The diagram of the 3D IR-UTE-Cones pulse sequence is illustrated in Figure 1 [30–32]. An adiabatic inversion recovery preparation pulse with a specific TI is followed by N number of spokes (Ns) separated with an equal time interval τ for fast data acquisition (Figure 1a). In this situation, TI is defined as the time from the center of the adiabatic inversion pulse to the center of the spoke cluster. A short rectangular pulse (duration of 26–52 μs) is used for non-selective signal excitation in each spoke (Figure 1b) followed by 3D spiral trajectories with conical view ordering (Figure 1c).
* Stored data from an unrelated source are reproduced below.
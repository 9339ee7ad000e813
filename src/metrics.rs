//! Per-query retrieval metrics (spec §4.1 engine telemetry).
//!
//! Deliberately small: one timing/outcome snapshot per `search` call,
//! enough to answer "where did the time go and did the cache help"
//! without reproducing the reference crate's two-tier refinement
//! dashboard, which has no counterpart in this spec.

use std::time::Duration;

use serde::{Deserialize, Serialize};

use crate::tool_record::RetrievalMethod;

/// Elapsed time for one retrieval method's fan-out task.
#[derive(Debug, Clone, Copy, Serialize, Deserialize)]
pub struct MethodTiming {
    /// Which method this timing covers.
    pub method: RetrievalMethod,
    /// Wall-clock time spent, including any suspension.
    #[serde(with = "duration_millis")]
    pub elapsed: Duration,
    /// Number of candidates the method returned.
    pub candidate_count: usize,
    /// Whether the method failed and was isolated to an empty list (spec
    /// §4.1 "per-method failure isolation").
    pub failed: bool,
}

mod duration_millis {
    use std::time::Duration;

    use serde::{Deserialize, Deserializer, Serializer};

    pub fn serialize<S: Serializer>(duration: &Duration, serializer: S) -> Result<S::Ok, S::Error> {
        serializer.serialize_u128(duration.as_millis())
    }

    pub fn deserialize<'de, D: Deserializer<'de>>(deserializer: D) -> Result<Duration, D::Error> {
        let millis = u64::deserialize(deserializer)?;
        Ok(Duration::from_millis(millis))
    }
}

/// A snapshot of one `search`/`search_with_cache`/`search_with_disclosure`
/// call's timing and outcome.
#[derive(Debug, Clone, Serialize, Deserialize)]
pub struct QueryMetrics {
    /// Per-method fan-out timings.
    pub methods: Vec<MethodTiming>,
    /// Time spent in the CPU-only fusion step.
    #[serde(with = "duration_millis")]
    pub fusion_elapsed: Duration,
    /// Time spent building/applying disclosure content, if any.
    #[serde(skip_serializing_if = "Option::is_none", default)]
    #[serde(with = "duration_millis_opt")]
    pub disclosure_elapsed: Option<Duration>,
    /// Whether the query-result cache was hit.
    pub cache_hit: bool,
    /// Whether the disclosure-content cache was hit for every result
    /// (`None` when disclosure was not requested).
    #[serde(skip_serializing_if = "Option::is_none", default)]
    pub disclosure_cache_hit: Option<bool>,
    /// Total result count returned to the caller.
    pub result_count: usize,
    /// Total wall-clock time for the whole call.
    #[serde(with = "duration_millis")]
    pub total_elapsed: Duration,
}

mod duration_millis_opt {
    use std::time::Duration;

    use serde::{Deserialize, Deserializer, Serializer};

    pub fn serialize<S: Serializer>(duration: &Option<Duration>, serializer: S) -> Result<S::Ok, S::Error> {
        serializer.serialize_u128(duration.map(|d| d.as_millis()).unwrap_or(0))
    }

    pub fn deserialize<'de, D: Deserializer<'de>>(deserializer: D) -> Result<Option<Duration>, D::Error> {
        let millis = Option::<u64>::deserialize(deserializer)?;
        Ok(millis.map(Duration::from_millis))
    }
}

impl QueryMetrics {
    /// Total time spent across all method fan-out tasks (may exceed
    /// `total_elapsed` since methods run concurrently).
    #[must_use]
    pub fn methods_elapsed_sum(&self) -> Duration {
        self.methods.iter().map(|m| m.elapsed).sum()
    }

    /// Whether any per-method retrieval failed and was isolated.
    #[must_use]
    pub fn had_method_failure(&self) -> bool {
        self.methods.iter().any(|m| m.failed)
    }
}
/// One cached entry; `touch` updates LRU ordering without resetting `ttl`.
#[derive(Debug, Clone)]
pub struct CacheEntry<T> {
    /// Cached value.
    pub value: T,
    /// When the entry was created.
    pub created_at: Instant,
    /// Number of times this entry was accessed.
    pub access_count: u64,
    /// Last access time.
    pub last_accessed: Instant,
    /// Absolute expiry instant.
    pub expires_at: Instant,
}

impl<T> CacheEntry<T> {
    #[must_use]
    fn new(value: T, ttl: Duration) -> Self {
        let now = Instant::now();
        Self {
            value,
            created_at: now,
            access_count: 1,
            last_accessed: now,
            expires_at: now + ttl,
        }
    }

    #[must_use]
    fn is_expired(&self) -> bool {
        Instant::now() >= self.expires_at
    }

    fn touch(&mut self) {
        self.access_count += 1;
        self.last_accessed = Instant::now();
    }
}

/// Cache eviction/hit metrics.
#[derive(Debug, Clone, Copy, Default, Serialize, Deserialize)]
pub struct CacheMetrics {
    /// Total cache hits.
    pub hits: u64,
    /// Total cache misses.
    pub misses: u64,
    /// Total evictions due to capacity.
    pub evictions_capacity: u64,
    /// Total evictions due to TTL expiry.
    pub evictions_ttl: u64,
    /// Total evictions due to epoch invalidation.
    pub evictions_epoch: u64,
    /// Total entries inserted.
    pub inserts: u64,
    /// Current entry count.
    pub current_entries: usize,
}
Adiabatic inversion pulses can effectively invert the longitudinal magnetizations of long T₂ species, while the longitudinal magnetizations of short T₂ species can only be partially inverted because of their fast decay during the relatively long adiabatic inversion process. To accurately describe the inversion status of species with different T₂s, we introduced an inversion efficiency factor Q with a range of −1 (full inversion, for species with long T₂s, e.g., T₂ > 100 ms) to 1 (no disturbance to the longitudinal magnetization, for species with extremely short T₂s, e.g., T₂ < 1 μs), and Q is 0 when the magnetization is completely saturated (for tissues with ultrashort T₂s, e.g., T₂ ~ 0.1 ms), as shown in Figure 1d.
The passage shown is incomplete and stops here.